Parallel Performance: ANSYS FLUENT R13 with Service Pack 2

Recently, PADT has conducted some parallel benchmarks with our Linux cluster.  The model used for the tests is an ANSYS FLUENT *.cas file with 26.5 million cells and 6.5 million nodes.  The physics in this model are fairly simple; it is modeling external, steady airflow over an object.  Simulations of 10 iterations were conducted using as many as 144 processors over three 48-core systems (the machine names are “cs0”, “cs1”, and “cube48”, and are summarized in Table 1).  The first two machines in Table 1 (cs0 and cs1) are connected together via Infiniband, so they effectively form a 96-core machine.  Furthremore, the cs0 and cs1 machines are connected to cube48 via GigE network ports.  Each of the machines has two GigE network ports each which connect to a Gigabit switch to allow for trunking.

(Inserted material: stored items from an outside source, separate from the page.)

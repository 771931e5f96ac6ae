//! Utilities shared by the ISAAC crates.
//!
//! - [`LockedMap`]: a map behind one lock, or sharded over many by FNV-1a
//! - [`ErrgroupWorker`]: bounded job pool that stops on the first error
//! - [`ContextTimer`] and [`Timers`]: cancellable repeating timers by id
//! - [`lengthed`]: length-prefixed framing of headers and body chunks

mod locked;
pub mod lengthed;
mod timer;
mod timers;
mod worker;

pub use lengthed::{BytesFrameReader, BytesFrameWriter, FrameError};
pub use locked::{LockedMap, LockedMapError, ShardedMap, SingleLockedMap};
pub use timer::{ContextTimer, IntervalFunc, TimerCallback, TimerError};
pub use timers::{TimerId, Timers};
pub use worker::{ErrgroupWorker, WorkerError};
//! A full block written by `LocalFsWriter` reads back item by item.

use isaac_core::JsonEncoder;
use isaac_storage::localfs::decode_voteproofs;
use isaac_storage::{BlockItem, LocalFsError, LocalFsReader, LocalFsWriter};
use isaac_test_helpers::{
    accept_voteproof, init_voteproof, make_manifest, make_nodes, network_id, point,
};
use isaac_types::{
    BlockItemType, FixedTree, Height, Operation, ProposalFact, ProposalSignFact, State,
    StateValue,
};
use std::io::{BufRead, Read};
use tempfile::TempDir;

const HEIGHT: i64 = 33;

struct Block {
    operations: Vec<Operation>,
    states: Vec<State>,
    operations_tree: FixedTree,
    states_tree: FixedTree,
}

fn block() -> Block {
    let operations: Vec<Operation> = (0..33).map(|i| Operation::new(format!("op-{i}"))).collect();
    let states: Vec<State> = (0..33)
        .map(|i| State {
            key: format!("k{i:02}"),
            value: StateValue::Data(format!("v{i}")),
            height: Height(HEIGHT),
            previous: None,
            operations: vec![operations[i].fact_hash],
        })
        .collect();

    let operations_tree = FixedTree::new(
        operations
            .iter()
            .map(|op| (op.fact_hash.to_hex(), op.hash))
            .collect(),
    );
    let states_tree = FixedTree::new(states.iter().map(|s| (s.key.clone(), s.hash())).collect());

    Block {
        operations,
        states,
        operations_tree,
        states_tree,
    }
}

#[test]
fn test_written_block_reads_back() {
    let dir = TempDir::new().unwrap();
    let nodes = make_nodes(3);
    let b = block();

    let mut manifest = make_manifest(HEIGHT);
    manifest.operations_tree = Some(b.operations_tree.root());
    manifest.states_tree = Some(b.states_tree.root());

    let proposal = ProposalSignFact::new(
        ProposalFact {
            point: point(HEIGHT, 0),
            proposer: nodes[0].address().clone(),
            previous_block: manifest.previous,
            operations: b.operations.iter().map(|op| (op.hash, op.fact_hash)).collect(),
            proposed_at: manifest.proposed_at,
        },
        &nodes[0],
        &network_id(),
    );
    let ivp = init_voteproof(point(HEIGHT, 0), &nodes);
    let avp = accept_voteproof(HEIGHT, &nodes);

    let writer = LocalFsWriter::new(
        dir.path(),
        Height(HEIGHT),
        JsonEncoder,
        nodes[0].clone(),
        network_id(),
    )
    .unwrap();
    writer.set_manifest(manifest.clone()).unwrap();
    writer.set_proposal(&proposal).unwrap();
    // Records arrive out of order; readers sort by index.
    for (i, op) in b.operations.iter().enumerate().rev() {
        writer.set_operation(i as u64, op).unwrap();
    }
    for (i, st) in b.states.iter().enumerate() {
        writer.set_state(i as u64, st).unwrap();
    }
    writer.set_operations_tree(b.operations_tree.clone()).unwrap();
    writer.set_states_tree(b.states_tree.clone()).unwrap();
    writer.set_init_voteproof(&ivp).unwrap();
    writer.set_accept_voteproof(&avp).unwrap();

    let saved = writer.save().unwrap();
    assert!(saved.is_valid(&network_id()).is_ok());
    assert_eq!(saved.item(BlockItemType::Operations).unwrap().count, 33);
    assert_eq!(saved.item(BlockItemType::States).unwrap().count, 33);
    assert!(writer.save().is_err());

    let reader = LocalFsReader::new(dir.path(), Height(HEIGHT), JsonEncoder).unwrap();
    assert_eq!(reader.map().unwrap(), saved);

    for t in BlockItemType::ITEMS {
        let recorded = saved.item(t).unwrap();

        let mut raw = reader.reader(t).unwrap().unwrap();
        let mut buf = Vec::new();
        raw.read_to_end(&mut buf).unwrap();
        assert_eq!(raw.checksum(), recorded.checksum, "{t}");

        assert!(reader.item(t).unwrap().is_some(), "{t}");
    }

    // Plain items read back line by line as written.
    let lines: Vec<String> = reader
        .uncompressed_reader(BlockItemType::Voteproofs)
        .unwrap()
        .unwrap()
        .lines()
        .map(Result::unwrap)
        .filter(|l| !l.is_empty())
        .collect();
    assert_eq!(lines.len(), 2);
    let (read_ivp, read_avp) =
        decode_voteproofs(&JsonEncoder, lines.join("\n").as_bytes()).unwrap();
    assert_eq!((read_ivp, read_avp), (ivp.clone(), avp.clone()));

    let mut decoded = String::new();
    reader
        .uncompressed_reader(BlockItemType::States)
        .unwrap()
        .unwrap()
        .read_to_string(&mut decoded)
        .unwrap();
    assert_eq!(decoded.lines().filter(|l| !l.is_empty()).count(), 33);
    assert!(reader
        .uncompressed_reader(BlockItemType::OperationsTree)
        .unwrap()
        .is_some());

    match reader.item(BlockItemType::Operations).unwrap().as_deref() {
        Some(BlockItem::Operations(ops)) => assert_eq!(ops, &b.operations),
        other => panic!("unexpected operations item: {other:?}"),
    }
    match reader.item(BlockItemType::States).unwrap().as_deref() {
        Some(BlockItem::States(states)) => assert_eq!(states, &b.states),
        other => panic!("unexpected states item: {other:?}"),
    }
    match reader.item(BlockItemType::StatesTree).unwrap().as_deref() {
        Some(BlockItem::StatesTree(tree)) => assert_eq!(tree.root(), b.states_tree.root()),
        other => panic!("unexpected states tree item: {other:?}"),
    }
    assert_eq!(reader.proposal().unwrap(), Some(proposal));
    assert_eq!(reader.voteproofs().unwrap(), Some((ivp, avp)));

    let again = LocalFsWriter::new(
        dir.path(),
        Height(HEIGHT),
        JsonEncoder,
        nodes[0].clone(),
        network_id(),
    )
    .unwrap();
    again.set_manifest(manifest).unwrap();
    assert!(matches!(again.save(), Err(LocalFsError::AlreadyExists(_))));
}

#[test]
fn test_missing_block() {
    let dir = TempDir::new().unwrap();
    assert!(matches!(
        LocalFsReader::new(dir.path(), Height(HEIGHT), JsonEncoder),
        Err(LocalFsError::NotFound(_))
    ));
}
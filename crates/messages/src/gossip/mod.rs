//! Gossip messages broadcast to multiple peers.

mod ballot;

pub use ballot::BallotGossip;
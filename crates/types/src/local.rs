//! The local node identity.

use crate::{KeyPair, NodeAddress, PublicKey, Signature};

/// Address and signing key of the local node.
#[derive(Debug, Clone)]
pub struct LocalNode {
    address: NodeAddress,
    keypair: KeyPair,
}

impl LocalNode {
    /// Create a local node.
    pub fn new(address: NodeAddress, keypair: KeyPair) -> Self {
        Self { address, keypair }
    }

    /// Node address.
    pub fn address(&self) -> &NodeAddress {
        &self.address
    }

    /// Public key.
    pub fn public_key(&self) -> PublicKey {
        self.keypair.public_key()
    }

    /// Sign a message with the node key.
    pub fn sign(&self, message: &[u8]) -> Signature {
        self.keypair.sign(message)
    }
}
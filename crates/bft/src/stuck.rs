//! Resolves stage-points where some nodes stopped voting.
//!
//! When the node votes at a stage-point the resolver starts a watcher. After
//! `ballot_stuck_wait` it asks for the ballots of the nodes that have not
//! voted, repeating every `ballot_stuck_wait`. After
//! `ballot_stuck_resolve_after` it signs expel operations against the nodes
//! still missing and asks the ballotbox for a stuck voteproof, which is
//! emitted on the resolver's own channel.

use crate::{Ballotbox, IsaacParams};
use isaac_types::{
    ExpelFact, ExpelOperation, Height, LocalNode, NodeAddress, StagePoint, Voteproof,
};
use parking_lot::Mutex;
use std::sync::Arc;
use tokio::sync::mpsc;
use tokio::time::Instant;
use tokio_util::sync::CancellationToken;
use tracing::{debug, info};

/// Called with the stage-point and the nodes whose ballots are missing.
pub type RequestMissingBallots = Arc<dyn Fn(StagePoint, Vec<NodeAddress>) + Send + Sync>;

/// Per stage-point stuck watcher.
pub struct BallotStuckResolver {
    params: Arc<IsaacParams>,
    local: LocalNode,
    ballotbox: Arc<Ballotbox>,
    request_missing: RequestMissingBallots,
    vp_tx: mpsc::UnboundedSender<Voteproof>,
    vp_rx: Mutex<Option<mpsc::UnboundedReceiver<Voteproof>>>,
    current: Mutex<Option<(StagePoint, CancellationToken)>>,
}

impl BallotStuckResolver {
    pub fn new(
        params: Arc<IsaacParams>,
        local: LocalNode,
        ballotbox: Arc<Ballotbox>,
        request_missing: RequestMissingBallots,
    ) -> Self {
        let (vp_tx, vp_rx) = mpsc::unbounded_channel();
        Self {
            params,
            local,
            ballotbox,
            request_missing,
            vp_tx,
            vp_rx: Mutex::new(Some(vp_rx)),
            current: Mutex::new(None),
        }
    }

    /// Receiver of stuck voteproofs; `None` after the first call.
    pub fn voteproof_receiver(&self) -> Option<mpsc::UnboundedReceiver<Voteproof>> {
        self.vp_rx.lock().take()
    }

    /// Stage-point being watched.
    pub fn watching(&self) -> Option<StagePoint> {
        self.current.lock().as_ref().map(|(sp, _)| *sp)
    }

    /// Watch `sp`, replacing the current watcher. Returns `false` when `sp`
    /// is already watched or older than it.
    pub fn new_point(&self, sp: StagePoint) -> bool {
        let mut current = self.current.lock();
        if let Some((watched, cancel)) = current.as_ref() {
            if sp <= *watched {
                return false;
            }
            cancel.cancel();
        }

        let cancel = CancellationToken::new();
        *current = Some((sp, cancel.clone()));

        let watcher = Watcher {
            params: self.params.clone(),
            local: self.local.clone(),
            ballotbox: self.ballotbox.clone(),
            request_missing: self.request_missing.clone(),
            vp_tx: self.vp_tx.clone(),
        };
        tokio::spawn(async move { watcher.run(sp, cancel).await });
        true
    }

    /// Stop the current watcher.
    pub fn clean(&self) {
        if let Some((_, cancel)) = self.current.lock().take() {
            cancel.cancel();
        }
    }
}

impl Drop for BallotStuckResolver {
    fn drop(&mut self) {
        self.clean();
    }
}

struct Watcher {
    params: Arc<IsaacParams>,
    local: LocalNode,
    ballotbox: Arc<Ballotbox>,
    request_missing: RequestMissingBallots,
    vp_tx: mpsc::UnboundedSender<Voteproof>,
}

impl Watcher {
    async fn run(self, sp: StagePoint, cancel: CancellationToken) {
        let wait = self.params.ballot_stuck_wait;
        let resolve_at = Instant::now() + self.params.ballot_stuck_resolve_after;

        let mut next = Instant::now() + wait;
        while next < resolve_at {
            tokio::select! {
                _ = cancel.cancelled() => return,
                _ = tokio::time::sleep_until(next) => {}
            }

            match self.ballotbox.missing_nodes(sp, false) {
                Some(nodes) if nodes.is_empty() => return,
                Some(nodes) => {
                    debug!(stage_point = %sp, missing = nodes.len(), "request missing ballots");
                    (self.request_missing)(sp, nodes);
                }
                None => {}
            }
            next += wait.max(std::time::Duration::from_millis(1));
        }

        tokio::select! {
            _ = cancel.cancelled() => return,
            _ = tokio::time::sleep_until(resolve_at) => {}
        }

        let Some(missing) = self.ballotbox.missing_nodes(sp, false) else {
            return;
        };
        if missing.is_empty() {
            return;
        }

        let expels = self.expels(sp, &missing);
        match self
            .ballotbox
            .stuck_voteproof(sp, self.params.threshold, expels)
        {
            Some(vp) => {
                info!(stage_point = %sp, expelled = ?missing, "stuck voteproof");
                let _ = self.vp_tx.send(vp);
            }
            None => debug!(stage_point = %sp, "no stuck voteproof"),
        }
    }

    fn expels(&self, sp: StagePoint, nodes: &[NodeAddress]) -> Vec<ExpelOperation> {
        let start = sp.height();
        let end = Height(start.0 + self.params.expel_lifespan);

        nodes
            .iter()
            .map(|node| {
                let mut op = ExpelOperation::new(ExpelFact {
                    node: node.clone(),
                    reason: format!("no ballot at {sp}"),
                    valid_start: start,
                    valid_end: end,
                });
                op.sign(&self.local, &self.params.network_id);
                op
            })
            .collect()
    }
}
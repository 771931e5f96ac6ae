//! Sources of remote blocks.

use crate::ImportError;
use async_trait::async_trait;
use isaac_core::{Encoder, JsonEncoder};
use isaac_storage::{LocalFsError, LocalFsReader};
use isaac_types::{BlockItemType, BlockMap, Height};
use std::io::Read;
use std::path::PathBuf;
use tokio_util::sync::CancellationToken;

/// Raw item file, as stored at the source.
pub type ItemReader = Box<dyn Read + Send>;

/// Fetches block maps and raw item files from a peer.
#[async_trait]
pub trait BlockFetcher: Send + Sync {
    /// Block map at `height`; `None` when the source does not have it.
    async fn block_map(
        &self,
        cancel: CancellationToken,
        height: Height,
    ) -> Result<Option<BlockMap>, ImportError>;

    /// Item file `t` of `height`; `None` when the source does not have it.
    async fn item(
        &self,
        cancel: CancellationToken,
        height: Height,
        t: BlockItemType,
    ) -> Result<Option<ItemReader>, ImportError>;
}

/// Reads blocks from another local block directory, like a mounted mirror.
pub struct LocalFsFetcher<E: Encoder = JsonEncoder> {
    root: PathBuf,
    enc: E,
}

impl<E: Encoder> LocalFsFetcher<E> {
    pub fn new(root: impl Into<PathBuf>, enc: E) -> Self {
        Self {
            root: root.into(),
            enc,
        }
    }

    fn reader(&self, height: Height) -> Result<Option<LocalFsReader<E>>, ImportError> {
        match LocalFsReader::new(&self.root, height, self.enc.clone()) {
            Ok(r) => Ok(Some(r)),
            Err(LocalFsError::NotFound(_)) => Ok(None),
            Err(e) => Err(e.into()),
        }
    }
}

#[async_trait]
impl<E: Encoder> BlockFetcher for LocalFsFetcher<E> {
    async fn block_map(
        &self,
        cancel: CancellationToken,
        height: Height,
    ) -> Result<Option<BlockMap>, ImportError> {
        if cancel.is_cancelled() {
            return Err(ImportError::Canceled);
        }
        match self.reader(height)? {
            Some(r) => Ok(Some(r.map()?)),
            None => Ok(None),
        }
    }

    async fn item(
        &self,
        cancel: CancellationToken,
        height: Height,
        t: BlockItemType,
    ) -> Result<Option<ItemReader>, ImportError> {
        if cancel.is_cancelled() {
            return Err(ImportError::Canceled);
        }
        let Some(r) = self.reader(height)? else {
            return Ok(None);
        };
        Ok(r.reader(t)?.map(|f| Box::new(f) as ItemReader))
    }
}
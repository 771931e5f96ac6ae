//! Errors returned through the capability traits.

use isaac_types::{ConnInfo, Height, ValidationError};

/// Proposal processor failures, matched by kind.
#[derive(Debug, Clone, PartialEq, Eq, thiserror::Error)]
pub enum ProcessorError {
    /// `save` was called for a proposal that never went through `process`.
    /// The node votes a not-processed ACCEPT fact instead of retrying.
    #[error("proposal processor not processed")]
    NotProposalProcessorProcessed,

    /// The proposal had no operations to execute.
    #[error("proposal processor empty operations")]
    EmptyOperations,

    /// The block was already saved; treated as success.
    #[error("processor already saved")]
    AlreadySaved,

    /// Processing was canceled.
    #[error("processor canceled")]
    Canceled,

    /// Persisting failed in a way a retry cannot fix.
    #[error("stop processing retry: {0}")]
    StopProcessingRetry(String),

    /// Requested value does not exist.
    #[error("not found: {0}")]
    NotFound(String),

    /// Transient failure; the caller may retry.
    #[error("{0}")]
    Retry(String),

    #[error(transparent)]
    Invalid(#[from] ValidationError),
}

impl ProcessorError {
    /// Whether retrying the call may succeed.
    pub fn is_retryable(&self) -> bool {
        matches!(self, ProcessorError::Retry(_))
    }
}

/// Message delivery failures.
#[derive(Debug, Clone, PartialEq, Eq, thiserror::Error)]
pub enum SendError {
    #[error("unknown peer, {0}")]
    UnknownPeer(ConnInfo),

    #[error("send closed")]
    Closed,

    #[error("send: {0}")]
    Failed(String),
}

/// Suffrage lookup failures.
#[derive(Debug, Clone, PartialEq, Eq, thiserror::Error)]
pub enum SuffrageError {
    #[error("suffrage lookup at {height}: {reason}")]
    Lookup { height: Height, reason: String },

    #[error(transparent)]
    Invalid(#[from] ValidationError),
}

/// Syncer failures.
#[derive(Debug, Clone, PartialEq, Eq, thiserror::Error)]
pub enum SyncerError {
    #[error("syncer canceled")]
    Canceled,

    #[error("syncer: {0}")]
    Failed(String),
}
//! Link list reader.
//!
//! The input is a CSV file whose header names a `Link` or `URL` column
//! (any case). Other columns are ignored.

use gallery_common::{GalleryError, SourceLink};
use indexmap::IndexSet;
use std::path::Path;

const LINK_HEADERS: [&str; 2] = ["link", "url"];

pub fn read_links(path: &Path) -> Result<Vec<SourceLink>, GalleryError> {
    let text = std::fs::read_to_string(path)
        .map_err(|e| GalleryError::Input(format!("cannot read {}: {e}", path.display())))?;
    parse_links(&text)
}

/// Trimmed, non-empty links in first-seen order with exact duplicates removed.
pub fn parse_links(text: &str) -> Result<Vec<SourceLink>, GalleryError> {
    let text = text.strip_prefix('\u{feff}').unwrap_or(text);
    let mut records = parse_records(text)
        .into_iter()
        .filter(|r| r.iter().any(|cell| !cell.trim().is_empty()));

    let header = records
        .next()
        .ok_or_else(|| GalleryError::Input("input has no header row".into()))?;
    let column = header
        .iter()
        .position(|h| LINK_HEADERS.contains(&h.trim().to_ascii_lowercase().as_str()))
        .ok_or_else(|| {
            GalleryError::Input(format!(
                "no Link or URL column in header: {}",
                header.join(",")
            ))
        })?;

    let links: IndexSet<SourceLink> = records
        .filter_map(|r| r.get(column).map(|cell| cell.trim().to_string()))
        .filter(|link| !link.is_empty())
        .collect();
    Ok(links.into_iter().collect())
}

/// Split CSV text into records. Quoted fields may hold commas, newlines and `""`.
fn parse_records(text: &str) -> Vec<Vec<String>> {
    let mut records = Vec::new();
    let mut record = Vec::new();
    let mut field = String::new();
    let mut in_quotes = false;
    let mut chars = text.chars().peekable();

    while let Some(c) = chars.next() {
        if in_quotes {
            match c {
                '"' if chars.peek() == Some(&'"') => {
                    field.push('"');
                    chars.next();
                }
                '"' => in_quotes = false,
                _ => field.push(c),
            }
            continue;
        }
        match c {
            '"' => in_quotes = true,
            ',' => record.push(std::mem::take(&mut field)),
            '\r' => {}
            '\n' => {
                record.push(std::mem::take(&mut field));
                records.push(std::mem::take(&mut record));
            }
            _ => field.push(c),
        }
    }
    if !field.is_empty() || !record.is_empty() {
        record.push(field);
        records.push(record);
    }
    records
}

Table 1 – Benchmark machine specifications

Machine

Processor Type

Processor Count

cs0

2.3 GHz AMD Opteron 6176SE

48

cs1

2.3 GHz AMD Opteron 6176SE

48

cube48

2.2 GHz AMD Opteron 6176SE

48
 
Two versions of FLUENT were tested; the original version 13 (R13), and the new Service Pack 2 for version 13 (R13 SP2).  The results were scaled according to the one-processor solve time to compute the “speedup” (defined as the solve time on 1 processor divided by the solve time on “N” processors), and are presented in Figure 1 with a comparison to “Linear” or ideal speedup (ideal speedup implies that the speedup value is equal to the number of processors for a given processor count).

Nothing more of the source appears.